**What is needed**
Return the lines from the start of the data through the line with "sjf, round_robin, or". Include both of those lines and no others.

**Data records**
§ §

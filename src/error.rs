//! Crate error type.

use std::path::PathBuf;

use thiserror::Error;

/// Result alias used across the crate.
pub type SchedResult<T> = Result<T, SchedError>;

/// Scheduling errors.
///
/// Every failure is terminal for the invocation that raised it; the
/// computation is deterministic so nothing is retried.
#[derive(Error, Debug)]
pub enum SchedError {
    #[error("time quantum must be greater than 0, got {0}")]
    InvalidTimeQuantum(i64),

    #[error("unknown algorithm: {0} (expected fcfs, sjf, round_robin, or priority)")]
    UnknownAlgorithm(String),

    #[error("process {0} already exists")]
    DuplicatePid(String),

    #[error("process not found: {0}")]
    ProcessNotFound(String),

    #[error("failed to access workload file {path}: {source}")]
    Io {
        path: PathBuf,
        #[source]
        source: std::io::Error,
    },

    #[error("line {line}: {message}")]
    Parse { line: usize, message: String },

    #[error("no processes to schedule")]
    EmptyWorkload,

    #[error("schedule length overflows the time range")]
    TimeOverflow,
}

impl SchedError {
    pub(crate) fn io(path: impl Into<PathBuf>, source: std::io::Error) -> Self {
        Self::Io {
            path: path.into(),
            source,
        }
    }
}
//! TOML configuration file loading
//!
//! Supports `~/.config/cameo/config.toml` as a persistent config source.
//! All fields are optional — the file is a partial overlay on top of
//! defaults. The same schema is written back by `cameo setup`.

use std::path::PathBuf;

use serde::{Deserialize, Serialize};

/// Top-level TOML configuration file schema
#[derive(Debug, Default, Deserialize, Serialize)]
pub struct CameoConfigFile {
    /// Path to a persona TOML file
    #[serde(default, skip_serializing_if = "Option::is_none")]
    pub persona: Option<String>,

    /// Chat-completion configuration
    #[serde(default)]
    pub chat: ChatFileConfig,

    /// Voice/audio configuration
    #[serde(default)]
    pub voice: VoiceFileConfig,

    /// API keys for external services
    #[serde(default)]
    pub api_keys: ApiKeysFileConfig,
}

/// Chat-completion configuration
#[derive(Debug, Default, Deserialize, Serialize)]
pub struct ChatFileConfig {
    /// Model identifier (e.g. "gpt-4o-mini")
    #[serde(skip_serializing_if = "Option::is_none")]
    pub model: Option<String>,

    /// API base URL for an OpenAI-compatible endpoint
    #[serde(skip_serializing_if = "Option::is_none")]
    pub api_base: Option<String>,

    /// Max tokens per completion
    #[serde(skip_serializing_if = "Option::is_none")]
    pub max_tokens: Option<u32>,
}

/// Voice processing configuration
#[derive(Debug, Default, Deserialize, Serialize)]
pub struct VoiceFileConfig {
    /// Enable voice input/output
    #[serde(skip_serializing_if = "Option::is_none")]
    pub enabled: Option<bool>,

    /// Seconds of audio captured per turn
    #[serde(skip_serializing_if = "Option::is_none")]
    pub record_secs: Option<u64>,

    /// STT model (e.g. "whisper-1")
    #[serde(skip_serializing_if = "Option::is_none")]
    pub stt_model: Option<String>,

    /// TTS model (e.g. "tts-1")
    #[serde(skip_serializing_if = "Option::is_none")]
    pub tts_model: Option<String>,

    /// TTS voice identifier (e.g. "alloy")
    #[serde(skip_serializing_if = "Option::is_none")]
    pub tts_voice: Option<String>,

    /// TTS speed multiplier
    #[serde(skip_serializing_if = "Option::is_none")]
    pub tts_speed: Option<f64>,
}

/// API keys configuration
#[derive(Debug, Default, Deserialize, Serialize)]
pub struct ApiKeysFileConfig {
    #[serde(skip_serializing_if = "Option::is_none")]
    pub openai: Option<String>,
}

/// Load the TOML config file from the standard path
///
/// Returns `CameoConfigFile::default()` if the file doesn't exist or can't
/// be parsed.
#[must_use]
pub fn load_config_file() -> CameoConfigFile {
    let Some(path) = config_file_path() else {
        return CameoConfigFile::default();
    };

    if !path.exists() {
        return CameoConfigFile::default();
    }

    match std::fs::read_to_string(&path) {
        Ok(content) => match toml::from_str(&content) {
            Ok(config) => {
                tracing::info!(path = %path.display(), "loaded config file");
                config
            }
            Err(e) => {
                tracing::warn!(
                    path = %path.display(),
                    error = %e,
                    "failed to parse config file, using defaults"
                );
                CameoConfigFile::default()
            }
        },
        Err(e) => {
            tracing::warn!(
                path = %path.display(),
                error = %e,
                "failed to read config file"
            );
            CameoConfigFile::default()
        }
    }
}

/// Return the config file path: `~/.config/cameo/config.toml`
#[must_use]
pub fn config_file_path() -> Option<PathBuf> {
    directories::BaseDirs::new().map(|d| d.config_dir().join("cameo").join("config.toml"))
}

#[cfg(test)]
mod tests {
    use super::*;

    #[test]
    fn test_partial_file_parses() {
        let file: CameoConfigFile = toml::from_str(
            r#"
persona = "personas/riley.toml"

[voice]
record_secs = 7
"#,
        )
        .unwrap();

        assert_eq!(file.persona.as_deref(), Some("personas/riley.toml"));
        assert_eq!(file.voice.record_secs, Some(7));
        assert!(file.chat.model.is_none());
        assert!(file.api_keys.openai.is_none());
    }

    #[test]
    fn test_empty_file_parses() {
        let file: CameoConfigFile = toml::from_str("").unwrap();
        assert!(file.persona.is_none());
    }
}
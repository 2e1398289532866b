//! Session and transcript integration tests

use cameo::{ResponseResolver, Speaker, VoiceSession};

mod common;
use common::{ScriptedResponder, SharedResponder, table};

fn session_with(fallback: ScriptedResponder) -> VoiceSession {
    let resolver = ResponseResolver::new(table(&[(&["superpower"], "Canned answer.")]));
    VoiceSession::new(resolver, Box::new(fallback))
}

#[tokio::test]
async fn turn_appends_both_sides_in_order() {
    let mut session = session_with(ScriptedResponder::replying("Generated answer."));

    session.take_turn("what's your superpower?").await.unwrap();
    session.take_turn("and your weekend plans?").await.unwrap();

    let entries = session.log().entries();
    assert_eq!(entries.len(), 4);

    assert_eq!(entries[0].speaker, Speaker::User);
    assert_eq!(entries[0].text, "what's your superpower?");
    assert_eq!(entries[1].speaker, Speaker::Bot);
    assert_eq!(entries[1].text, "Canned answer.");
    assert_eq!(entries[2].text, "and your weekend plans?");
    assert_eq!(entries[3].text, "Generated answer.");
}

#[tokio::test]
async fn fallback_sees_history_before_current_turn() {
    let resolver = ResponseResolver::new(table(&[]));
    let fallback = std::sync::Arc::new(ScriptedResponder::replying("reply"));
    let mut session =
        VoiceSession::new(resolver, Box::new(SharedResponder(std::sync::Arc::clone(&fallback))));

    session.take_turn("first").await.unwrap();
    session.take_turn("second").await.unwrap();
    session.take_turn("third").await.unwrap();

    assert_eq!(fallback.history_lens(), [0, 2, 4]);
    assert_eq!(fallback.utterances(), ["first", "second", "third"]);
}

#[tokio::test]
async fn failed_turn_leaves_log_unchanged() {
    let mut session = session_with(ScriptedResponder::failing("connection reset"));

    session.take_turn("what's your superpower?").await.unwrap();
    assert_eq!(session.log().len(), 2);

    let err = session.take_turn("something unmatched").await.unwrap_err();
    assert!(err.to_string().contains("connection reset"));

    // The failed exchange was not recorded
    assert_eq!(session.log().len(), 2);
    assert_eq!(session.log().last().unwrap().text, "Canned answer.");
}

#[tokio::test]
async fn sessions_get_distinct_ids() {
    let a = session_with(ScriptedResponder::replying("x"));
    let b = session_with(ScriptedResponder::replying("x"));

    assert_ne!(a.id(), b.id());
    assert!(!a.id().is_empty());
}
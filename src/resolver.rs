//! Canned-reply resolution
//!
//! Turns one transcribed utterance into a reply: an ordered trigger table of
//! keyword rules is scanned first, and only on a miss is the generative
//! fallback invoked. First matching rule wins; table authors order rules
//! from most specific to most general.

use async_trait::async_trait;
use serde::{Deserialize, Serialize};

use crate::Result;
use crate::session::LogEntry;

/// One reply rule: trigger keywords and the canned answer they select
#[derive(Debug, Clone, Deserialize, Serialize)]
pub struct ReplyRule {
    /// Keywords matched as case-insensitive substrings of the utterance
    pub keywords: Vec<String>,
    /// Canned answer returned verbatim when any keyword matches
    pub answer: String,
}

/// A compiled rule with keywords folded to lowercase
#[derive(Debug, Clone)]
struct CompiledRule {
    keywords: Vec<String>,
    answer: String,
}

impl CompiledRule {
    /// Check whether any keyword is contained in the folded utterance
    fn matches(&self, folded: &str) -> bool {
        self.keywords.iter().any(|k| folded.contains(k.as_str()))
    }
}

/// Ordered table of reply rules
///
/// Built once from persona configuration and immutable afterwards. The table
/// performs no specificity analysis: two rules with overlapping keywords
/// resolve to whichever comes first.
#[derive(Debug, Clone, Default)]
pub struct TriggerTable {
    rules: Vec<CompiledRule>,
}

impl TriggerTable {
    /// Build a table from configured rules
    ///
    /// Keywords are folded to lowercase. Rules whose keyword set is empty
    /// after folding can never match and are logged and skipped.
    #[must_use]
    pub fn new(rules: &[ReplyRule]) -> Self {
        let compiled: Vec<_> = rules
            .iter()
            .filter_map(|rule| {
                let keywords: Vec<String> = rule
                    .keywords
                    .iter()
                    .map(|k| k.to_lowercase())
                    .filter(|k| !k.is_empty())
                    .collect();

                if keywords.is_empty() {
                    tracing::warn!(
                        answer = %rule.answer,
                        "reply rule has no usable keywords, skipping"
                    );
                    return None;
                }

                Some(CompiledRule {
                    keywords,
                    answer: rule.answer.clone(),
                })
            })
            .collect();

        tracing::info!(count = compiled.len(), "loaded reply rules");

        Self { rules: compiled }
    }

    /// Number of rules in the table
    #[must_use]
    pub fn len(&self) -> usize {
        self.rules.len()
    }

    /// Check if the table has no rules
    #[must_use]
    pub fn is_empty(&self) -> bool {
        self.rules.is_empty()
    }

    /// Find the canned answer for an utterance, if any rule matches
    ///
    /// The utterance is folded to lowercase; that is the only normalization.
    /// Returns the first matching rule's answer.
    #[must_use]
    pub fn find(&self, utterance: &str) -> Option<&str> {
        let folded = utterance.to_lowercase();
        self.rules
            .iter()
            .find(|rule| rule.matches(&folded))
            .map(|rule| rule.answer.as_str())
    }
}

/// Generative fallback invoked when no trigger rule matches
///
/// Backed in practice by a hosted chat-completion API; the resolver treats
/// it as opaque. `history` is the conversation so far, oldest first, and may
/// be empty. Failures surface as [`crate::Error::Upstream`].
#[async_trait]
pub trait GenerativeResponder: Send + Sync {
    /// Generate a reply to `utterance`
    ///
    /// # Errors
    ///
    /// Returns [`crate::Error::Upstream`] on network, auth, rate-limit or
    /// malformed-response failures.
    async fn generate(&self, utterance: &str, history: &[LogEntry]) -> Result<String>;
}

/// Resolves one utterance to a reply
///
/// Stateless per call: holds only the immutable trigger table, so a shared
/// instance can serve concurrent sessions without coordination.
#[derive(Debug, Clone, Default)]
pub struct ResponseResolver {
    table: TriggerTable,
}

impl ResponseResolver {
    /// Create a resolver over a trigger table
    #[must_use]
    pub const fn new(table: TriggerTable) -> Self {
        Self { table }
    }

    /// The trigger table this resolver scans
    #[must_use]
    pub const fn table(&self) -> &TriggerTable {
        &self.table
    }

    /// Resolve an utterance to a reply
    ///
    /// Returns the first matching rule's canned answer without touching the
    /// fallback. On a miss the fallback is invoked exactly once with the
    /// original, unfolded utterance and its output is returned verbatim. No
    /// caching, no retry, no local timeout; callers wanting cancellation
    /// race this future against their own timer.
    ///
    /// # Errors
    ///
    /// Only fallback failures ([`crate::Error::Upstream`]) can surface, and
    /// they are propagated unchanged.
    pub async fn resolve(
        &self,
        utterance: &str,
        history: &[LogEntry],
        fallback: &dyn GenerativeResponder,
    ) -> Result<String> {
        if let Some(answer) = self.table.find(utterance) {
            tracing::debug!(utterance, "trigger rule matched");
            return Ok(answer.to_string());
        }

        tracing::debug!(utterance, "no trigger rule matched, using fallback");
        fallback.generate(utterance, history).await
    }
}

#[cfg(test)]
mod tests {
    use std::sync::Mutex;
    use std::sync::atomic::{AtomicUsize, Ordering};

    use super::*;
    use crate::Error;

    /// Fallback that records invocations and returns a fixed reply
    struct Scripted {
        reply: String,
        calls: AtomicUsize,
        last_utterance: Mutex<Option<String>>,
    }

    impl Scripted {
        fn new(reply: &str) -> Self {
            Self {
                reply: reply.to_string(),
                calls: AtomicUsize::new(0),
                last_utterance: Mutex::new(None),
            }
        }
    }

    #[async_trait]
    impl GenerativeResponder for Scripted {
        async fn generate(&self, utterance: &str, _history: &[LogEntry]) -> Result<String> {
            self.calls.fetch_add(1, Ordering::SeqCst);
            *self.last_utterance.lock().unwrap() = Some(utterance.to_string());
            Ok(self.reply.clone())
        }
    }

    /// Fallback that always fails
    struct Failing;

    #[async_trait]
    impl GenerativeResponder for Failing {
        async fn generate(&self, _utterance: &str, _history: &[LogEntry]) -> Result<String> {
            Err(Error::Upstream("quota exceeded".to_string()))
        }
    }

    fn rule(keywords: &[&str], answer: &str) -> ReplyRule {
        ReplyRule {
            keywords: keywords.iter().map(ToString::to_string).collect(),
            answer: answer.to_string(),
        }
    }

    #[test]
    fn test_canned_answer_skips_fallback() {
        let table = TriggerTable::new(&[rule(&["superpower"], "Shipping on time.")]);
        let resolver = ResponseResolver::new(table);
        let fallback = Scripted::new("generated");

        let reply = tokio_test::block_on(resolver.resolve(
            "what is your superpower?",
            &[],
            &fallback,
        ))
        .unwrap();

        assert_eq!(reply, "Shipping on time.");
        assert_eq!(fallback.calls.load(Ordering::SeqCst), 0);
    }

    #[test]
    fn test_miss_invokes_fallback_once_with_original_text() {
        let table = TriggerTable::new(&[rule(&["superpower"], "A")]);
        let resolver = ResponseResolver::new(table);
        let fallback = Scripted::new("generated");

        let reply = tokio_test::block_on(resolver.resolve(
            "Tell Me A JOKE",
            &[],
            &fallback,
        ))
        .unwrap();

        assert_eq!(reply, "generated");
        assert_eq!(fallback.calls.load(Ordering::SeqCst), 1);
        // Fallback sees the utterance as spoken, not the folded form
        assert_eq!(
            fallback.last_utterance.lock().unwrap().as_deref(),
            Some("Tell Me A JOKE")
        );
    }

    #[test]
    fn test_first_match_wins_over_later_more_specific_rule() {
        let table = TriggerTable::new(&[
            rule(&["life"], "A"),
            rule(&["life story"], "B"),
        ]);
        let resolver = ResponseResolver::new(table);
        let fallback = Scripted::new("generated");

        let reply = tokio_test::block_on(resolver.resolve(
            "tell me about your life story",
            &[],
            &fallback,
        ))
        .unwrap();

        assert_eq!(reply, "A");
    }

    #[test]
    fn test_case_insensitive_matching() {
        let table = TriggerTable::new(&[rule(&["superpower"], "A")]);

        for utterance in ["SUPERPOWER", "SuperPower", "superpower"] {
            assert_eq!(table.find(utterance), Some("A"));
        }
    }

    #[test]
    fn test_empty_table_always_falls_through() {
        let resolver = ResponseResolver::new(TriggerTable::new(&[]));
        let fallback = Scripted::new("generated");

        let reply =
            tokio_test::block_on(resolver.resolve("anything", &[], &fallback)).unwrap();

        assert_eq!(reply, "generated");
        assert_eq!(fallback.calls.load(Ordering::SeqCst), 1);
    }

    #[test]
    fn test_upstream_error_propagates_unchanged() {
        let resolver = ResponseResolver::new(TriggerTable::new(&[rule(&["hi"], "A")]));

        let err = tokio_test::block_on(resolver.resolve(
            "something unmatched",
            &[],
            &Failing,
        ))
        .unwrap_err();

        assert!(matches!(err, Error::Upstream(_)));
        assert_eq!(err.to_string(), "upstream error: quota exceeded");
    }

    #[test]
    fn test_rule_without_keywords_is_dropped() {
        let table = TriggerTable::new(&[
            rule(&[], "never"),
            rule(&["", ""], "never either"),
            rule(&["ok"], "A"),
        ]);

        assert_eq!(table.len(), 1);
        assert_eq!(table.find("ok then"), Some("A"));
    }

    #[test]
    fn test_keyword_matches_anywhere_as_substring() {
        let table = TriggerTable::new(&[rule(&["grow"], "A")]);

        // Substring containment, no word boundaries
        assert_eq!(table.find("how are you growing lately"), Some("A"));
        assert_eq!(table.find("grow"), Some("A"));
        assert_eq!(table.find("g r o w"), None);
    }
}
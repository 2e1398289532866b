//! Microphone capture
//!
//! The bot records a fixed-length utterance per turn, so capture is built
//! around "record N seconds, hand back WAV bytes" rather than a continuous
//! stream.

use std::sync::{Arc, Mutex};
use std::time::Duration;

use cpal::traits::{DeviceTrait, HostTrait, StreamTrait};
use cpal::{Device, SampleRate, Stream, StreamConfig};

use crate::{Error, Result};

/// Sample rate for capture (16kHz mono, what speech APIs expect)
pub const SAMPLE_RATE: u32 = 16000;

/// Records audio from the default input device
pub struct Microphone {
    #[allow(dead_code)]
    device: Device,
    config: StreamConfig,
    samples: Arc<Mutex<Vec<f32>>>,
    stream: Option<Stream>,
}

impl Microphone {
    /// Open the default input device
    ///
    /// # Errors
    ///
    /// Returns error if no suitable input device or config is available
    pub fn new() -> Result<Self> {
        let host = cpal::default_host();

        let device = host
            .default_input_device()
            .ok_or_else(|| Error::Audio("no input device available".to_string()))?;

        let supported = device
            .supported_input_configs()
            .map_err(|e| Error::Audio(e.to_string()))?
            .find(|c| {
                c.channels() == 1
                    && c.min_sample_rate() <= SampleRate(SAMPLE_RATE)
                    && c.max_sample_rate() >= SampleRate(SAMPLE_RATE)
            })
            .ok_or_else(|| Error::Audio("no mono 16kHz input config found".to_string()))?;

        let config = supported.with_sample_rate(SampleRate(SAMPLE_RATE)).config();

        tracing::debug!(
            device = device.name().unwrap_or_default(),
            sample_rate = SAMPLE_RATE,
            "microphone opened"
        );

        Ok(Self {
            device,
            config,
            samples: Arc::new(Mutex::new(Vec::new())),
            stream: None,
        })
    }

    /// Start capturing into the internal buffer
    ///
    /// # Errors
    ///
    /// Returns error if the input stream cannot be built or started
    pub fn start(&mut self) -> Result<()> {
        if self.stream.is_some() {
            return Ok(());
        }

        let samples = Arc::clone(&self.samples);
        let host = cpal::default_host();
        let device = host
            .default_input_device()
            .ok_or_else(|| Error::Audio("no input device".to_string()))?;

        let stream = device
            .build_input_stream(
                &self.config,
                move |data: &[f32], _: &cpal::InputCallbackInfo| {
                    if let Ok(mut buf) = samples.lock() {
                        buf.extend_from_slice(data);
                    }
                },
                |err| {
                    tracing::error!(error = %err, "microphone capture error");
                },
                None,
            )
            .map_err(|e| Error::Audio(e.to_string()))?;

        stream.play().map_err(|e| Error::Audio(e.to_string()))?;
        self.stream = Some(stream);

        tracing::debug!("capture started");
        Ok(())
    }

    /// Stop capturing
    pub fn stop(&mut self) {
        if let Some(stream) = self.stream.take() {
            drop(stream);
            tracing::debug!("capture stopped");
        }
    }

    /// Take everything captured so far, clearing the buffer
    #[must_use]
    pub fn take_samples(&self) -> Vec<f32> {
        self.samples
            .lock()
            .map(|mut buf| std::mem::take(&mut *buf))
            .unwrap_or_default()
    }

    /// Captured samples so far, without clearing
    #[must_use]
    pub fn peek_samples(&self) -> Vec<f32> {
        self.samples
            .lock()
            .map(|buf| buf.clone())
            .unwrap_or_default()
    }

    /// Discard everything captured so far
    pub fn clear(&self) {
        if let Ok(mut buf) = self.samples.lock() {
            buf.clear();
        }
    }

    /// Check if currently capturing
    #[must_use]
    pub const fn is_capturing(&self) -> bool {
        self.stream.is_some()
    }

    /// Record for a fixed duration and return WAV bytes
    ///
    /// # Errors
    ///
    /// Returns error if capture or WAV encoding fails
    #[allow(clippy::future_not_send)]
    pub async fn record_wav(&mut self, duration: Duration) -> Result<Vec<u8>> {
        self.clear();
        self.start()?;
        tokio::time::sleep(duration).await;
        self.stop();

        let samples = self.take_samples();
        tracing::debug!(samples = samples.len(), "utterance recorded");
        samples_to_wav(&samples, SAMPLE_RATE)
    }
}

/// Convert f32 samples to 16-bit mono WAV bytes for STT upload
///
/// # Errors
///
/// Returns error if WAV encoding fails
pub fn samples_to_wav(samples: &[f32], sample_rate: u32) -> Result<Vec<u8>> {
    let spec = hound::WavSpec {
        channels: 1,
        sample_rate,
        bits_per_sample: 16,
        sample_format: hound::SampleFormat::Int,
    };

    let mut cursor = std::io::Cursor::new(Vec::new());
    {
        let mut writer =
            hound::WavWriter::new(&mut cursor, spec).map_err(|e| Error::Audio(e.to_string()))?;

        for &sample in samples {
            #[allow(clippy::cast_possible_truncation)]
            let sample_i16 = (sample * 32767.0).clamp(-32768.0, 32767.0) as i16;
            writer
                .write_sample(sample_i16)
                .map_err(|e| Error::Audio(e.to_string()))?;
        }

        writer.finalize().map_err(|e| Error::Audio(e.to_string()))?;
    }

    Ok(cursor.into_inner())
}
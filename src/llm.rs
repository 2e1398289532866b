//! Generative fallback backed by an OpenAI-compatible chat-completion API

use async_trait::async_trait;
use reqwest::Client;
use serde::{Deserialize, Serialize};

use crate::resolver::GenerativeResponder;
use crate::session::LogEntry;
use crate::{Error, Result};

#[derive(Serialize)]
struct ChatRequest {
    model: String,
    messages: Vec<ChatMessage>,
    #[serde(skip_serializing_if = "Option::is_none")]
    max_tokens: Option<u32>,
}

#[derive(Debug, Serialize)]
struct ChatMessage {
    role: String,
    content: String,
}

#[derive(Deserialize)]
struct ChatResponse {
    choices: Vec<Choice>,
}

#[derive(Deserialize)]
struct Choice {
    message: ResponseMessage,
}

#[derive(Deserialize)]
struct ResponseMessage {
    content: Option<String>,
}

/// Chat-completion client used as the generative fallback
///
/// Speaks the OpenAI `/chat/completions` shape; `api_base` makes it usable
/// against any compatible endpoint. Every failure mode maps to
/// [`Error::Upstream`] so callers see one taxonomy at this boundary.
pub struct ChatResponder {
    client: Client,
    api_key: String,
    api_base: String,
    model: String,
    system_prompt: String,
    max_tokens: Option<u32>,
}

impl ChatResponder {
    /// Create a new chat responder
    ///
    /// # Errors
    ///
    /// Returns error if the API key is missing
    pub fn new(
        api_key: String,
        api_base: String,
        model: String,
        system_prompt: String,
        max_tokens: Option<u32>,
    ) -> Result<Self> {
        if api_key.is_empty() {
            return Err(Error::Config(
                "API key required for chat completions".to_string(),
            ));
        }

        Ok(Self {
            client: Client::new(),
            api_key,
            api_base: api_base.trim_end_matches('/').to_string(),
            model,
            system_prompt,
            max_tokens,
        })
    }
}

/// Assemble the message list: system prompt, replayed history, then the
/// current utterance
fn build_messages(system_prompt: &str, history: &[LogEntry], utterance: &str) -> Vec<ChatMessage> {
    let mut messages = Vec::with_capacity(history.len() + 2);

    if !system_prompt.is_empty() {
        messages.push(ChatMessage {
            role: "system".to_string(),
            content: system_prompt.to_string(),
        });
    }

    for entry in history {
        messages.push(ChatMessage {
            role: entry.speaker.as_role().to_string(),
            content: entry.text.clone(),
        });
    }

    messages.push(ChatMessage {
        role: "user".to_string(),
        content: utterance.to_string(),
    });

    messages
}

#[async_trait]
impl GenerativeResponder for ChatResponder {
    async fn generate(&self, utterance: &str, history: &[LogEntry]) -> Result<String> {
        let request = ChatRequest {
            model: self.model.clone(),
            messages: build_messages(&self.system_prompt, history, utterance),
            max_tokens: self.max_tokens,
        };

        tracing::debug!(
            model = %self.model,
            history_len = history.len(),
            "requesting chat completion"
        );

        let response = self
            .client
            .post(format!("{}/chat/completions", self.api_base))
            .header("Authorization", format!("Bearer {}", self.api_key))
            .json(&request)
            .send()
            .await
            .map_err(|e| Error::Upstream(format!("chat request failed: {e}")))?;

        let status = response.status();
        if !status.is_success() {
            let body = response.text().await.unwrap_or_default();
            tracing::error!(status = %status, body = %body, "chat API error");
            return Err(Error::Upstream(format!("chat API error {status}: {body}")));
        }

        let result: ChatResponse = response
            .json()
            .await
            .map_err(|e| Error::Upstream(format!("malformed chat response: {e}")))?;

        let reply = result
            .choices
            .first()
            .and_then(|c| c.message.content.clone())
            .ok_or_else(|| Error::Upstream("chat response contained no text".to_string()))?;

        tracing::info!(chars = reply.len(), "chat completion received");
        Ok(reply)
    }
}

§ §

**Exercise result**
filename src/error.rs
//! Crate error type.

use std::path::PathBuf;

use thiserror::Error;

/// Result alias used across the crate.
pub type SchedResult<T> = Result<T, SchedError>;

/// Scheduling errors.
///
/// Every failure is terminal for the invocation that raised it; the
/// computation is deterministic so nothing is retried.
#[derive(Error, Debug)]
pub enum SchedError {
    #[error("time quantum must be greater than 0, got {0}")]
    InvalidTimeQuantum(i64),

    #[error("unknown algorithm: {0} (expected fcfs, sjf, round_robin, or priority)")]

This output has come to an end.